(Stored records)
....................

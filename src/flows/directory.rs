//! Explicit registry of flows by name: the single place flows are
//! started, cancelled and queried from commands and buttons.

use super::{FlowArgs, FlowDeps, FlowHandler, FlowName, StartOutcome};
use crate::bot::callbacks::CallbackAction;
use crate::error::FlowResult;
use crate::services::Reply;
use crate::state::ConversationId;
use std::collections::HashMap;
use std::sync::Arc;
use tracing::{info, warn};

pub struct FlowDirectory {
    deps: FlowDeps,
    flows: HashMap<FlowName, Arc<dyn FlowHandler>>,
}

impl FlowDirectory {
    pub fn new(deps: FlowDeps) -> Self {
        Self {
            deps,
            flows: HashMap::new(),
        }
    }

    pub fn register(&mut self, flow: Arc<dyn FlowHandler>) {
        self.flows.insert(flow.name(), flow);
    }

    pub fn get(&self, name: FlowName) -> Option<&Arc<dyn FlowHandler>> {
        self.flows.get(&name)
    }

    pub fn has_active_flow(&self, name: FlowName, id: &ConversationId) -> bool {
        self.flows
            .get(&name)
            .is_some_and(|flow| flow.is_active(id))
    }

    /// The Base de Autos flow currently running for `id`, if any.
    fn active_base_autos(&self, id: &ConversationId) -> Option<FlowName> {
        FlowName::ALL
            .into_iter()
            .filter(FlowName::is_base_autos)
            .find(|name| self.has_active_flow(*name, id))
    }

    /// Start `name` for `id`.
    ///
    /// Restarting a running flow is refused. A running Base de Autos flow
    /// blocks every other flow. Otherwise the flat awaiting steps of the
    /// conversation are superseded before the new flow starts.
    pub async fn start_flow(
        &self,
        name: FlowName,
        id: &ConversationId,
        args: FlowArgs,
    ) -> FlowResult<StartOutcome> {
        let Some(flow) = self.flows.get(&name) else {
            warn!("No flow registered under {}", name);
            self.deps
                .say(id, "⚠️ Esta opción no está disponible.")
                .await?;
            return Ok(StartOutcome::NotStarted);
        };

        if flow.is_active(id) {
            self.deps
                .say(
                    id,
                    Reply::text(format!(
                        "⚠️ Ya tienes un {} en curso. Termínalo o cancélalo antes de iniciar otro.",
                        name.label()
                    ))
                    .button("❌ Cancelar", CallbackAction::CancelFlow(name)),
                )
                .await?;
            return Ok(StartOutcome::AlreadyActive);
        }

        if let Some(blocking) = self.active_base_autos(id) {
            self.deps
                .say(
                    id,
                    Reply::text(format!(
                        "⚠️ Tienes un {} en proceso. Cancélalo antes de iniciar otra operación.",
                        blocking.label()
                    ))
                    .button("❌ Cancelar", CallbackAction::CancelFlow(blocking)),
                )
                .await?;
            return Ok(StartOutcome::Conflict(blocking));
        }

        self.deps.cleanup.clear_awaiting(id, &[]);

        let outcome = flow.start(id, args).await?;
        info!("Flow {} start for {}: {:?}", name, id, outcome);
        Ok(outcome)
    }

    /// Cancel `name` for `id` and tell the user. Returns whether it was active.
    pub async fn cancel_flow(&self, name: FlowName, id: &ConversationId) -> FlowResult<bool> {
        let cancelled = self
            .flows
            .get(&name)
            .is_some_and(|flow| flow.cancel(id));
        self.deps.registry.release_base_autos_if_idle(id);

        let text = if cancelled {
            info!("Flow {} cancelled for {}", name, id);
            format!("❌ Se canceló el {}.", name.label())
        } else {
            "No hay ninguna operación activa que cancelar.".to_string()
        };
        self.deps
            .say(id, Reply::text(text).button("🏠 Menú principal", CallbackAction::MainMenu))
            .await?;

        Ok(cancelled)
    }
}
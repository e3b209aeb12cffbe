//! Chat-completions wire types (only the subset this client sends and reads)

use serde::{Deserialize, Serialize};

#[derive(Debug, Clone, Serialize)]
pub struct ChatCompletionRequest {
    pub model: String,
    pub messages: Vec<ChatMessage>,
    pub response_format: ResponseFormat,
    #[serde(skip_serializing_if = "Option::is_none")]
    pub max_tokens: Option<u32>,
    pub temperature: f32,
}

#[derive(Debug, Clone, Serialize)]
pub struct ChatMessage {
    pub role: String,
    pub content: Vec<ContentPart>,
}

#[derive(Debug, Clone, Serialize)]
#[serde(tag = "type", rename_all = "snake_case")]
pub enum ContentPart {
    Text { text: String },
    ImageUrl { image_url: ImageUrl },
}

#[derive(Debug, Clone, Serialize)]
pub struct ImageUrl {
    pub url: String,
}

#[derive(Debug, Clone, Serialize)]
pub struct ResponseFormat {
    #[serde(rename = "type")]
    pub kind: String,
}

#[derive(Debug, Clone, Deserialize)]
pub struct ChatCompletionResponse {
    #[serde(default)]
    pub choices: Vec<Choice>,
}

#[derive(Debug, Clone, Deserialize)]
pub struct Choice {
    pub message: AnswerMessage,
}

#[derive(Debug, Clone, Deserialize)]
pub struct AnswerMessage {
    #[serde(default)]
    pub content: Option<String>,
}

#[derive(Debug, Clone, Deserialize)]
pub(crate) struct ApiErrorBody {
    pub error: ApiErrorDetail,
}

#[derive(Debug, Clone, Deserialize)]
pub(crate) struct ApiErrorDetail {
    pub message: String,
}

....................

> Exercise objective: Could you filter the entries above for lines holding the string "ChatMessage" and copy them?

> Answer below:
    pub messages: Vec<ChatMessage>,
pub struct ChatMessage {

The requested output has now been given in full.